[Stored items]
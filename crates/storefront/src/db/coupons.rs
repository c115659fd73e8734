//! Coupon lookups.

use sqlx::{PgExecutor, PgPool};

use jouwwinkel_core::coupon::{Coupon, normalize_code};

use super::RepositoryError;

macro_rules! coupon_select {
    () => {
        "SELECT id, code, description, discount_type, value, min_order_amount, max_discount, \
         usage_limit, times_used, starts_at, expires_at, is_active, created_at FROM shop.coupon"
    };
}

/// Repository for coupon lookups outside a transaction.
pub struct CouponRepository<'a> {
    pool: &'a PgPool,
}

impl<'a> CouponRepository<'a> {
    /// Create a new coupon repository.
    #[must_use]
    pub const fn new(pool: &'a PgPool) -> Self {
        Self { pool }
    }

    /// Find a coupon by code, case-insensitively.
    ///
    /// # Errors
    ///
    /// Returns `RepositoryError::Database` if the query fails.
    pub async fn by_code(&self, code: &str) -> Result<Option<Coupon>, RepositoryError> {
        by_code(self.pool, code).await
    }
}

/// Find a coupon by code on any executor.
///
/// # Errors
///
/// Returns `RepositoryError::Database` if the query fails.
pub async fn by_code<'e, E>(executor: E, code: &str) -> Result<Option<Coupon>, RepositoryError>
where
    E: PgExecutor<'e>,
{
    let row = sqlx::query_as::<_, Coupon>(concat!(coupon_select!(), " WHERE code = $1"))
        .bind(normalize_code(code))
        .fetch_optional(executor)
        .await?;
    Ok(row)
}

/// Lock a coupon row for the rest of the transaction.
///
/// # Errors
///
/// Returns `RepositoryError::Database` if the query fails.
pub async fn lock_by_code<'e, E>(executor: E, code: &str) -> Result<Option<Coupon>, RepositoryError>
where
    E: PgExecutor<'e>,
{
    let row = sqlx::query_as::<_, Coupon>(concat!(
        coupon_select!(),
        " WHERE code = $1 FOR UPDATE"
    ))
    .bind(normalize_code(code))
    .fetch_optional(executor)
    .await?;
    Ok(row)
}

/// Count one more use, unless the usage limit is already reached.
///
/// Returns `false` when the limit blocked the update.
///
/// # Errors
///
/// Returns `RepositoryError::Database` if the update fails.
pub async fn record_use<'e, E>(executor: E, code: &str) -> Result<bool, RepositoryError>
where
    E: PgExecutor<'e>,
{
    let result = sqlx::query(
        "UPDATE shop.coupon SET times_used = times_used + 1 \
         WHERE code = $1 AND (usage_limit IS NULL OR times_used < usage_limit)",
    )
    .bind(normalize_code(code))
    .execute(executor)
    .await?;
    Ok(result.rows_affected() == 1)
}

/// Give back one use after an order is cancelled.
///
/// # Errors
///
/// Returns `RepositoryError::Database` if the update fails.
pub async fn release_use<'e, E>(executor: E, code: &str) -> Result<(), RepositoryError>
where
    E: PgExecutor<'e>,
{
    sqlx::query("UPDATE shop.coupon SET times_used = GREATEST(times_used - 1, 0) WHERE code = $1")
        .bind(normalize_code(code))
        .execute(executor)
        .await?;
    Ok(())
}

◆ **DIRECTIONS**:
Write down only the number of lines above where the word "shop" occurs.

◆ **EXPECTED ANSWER**:
3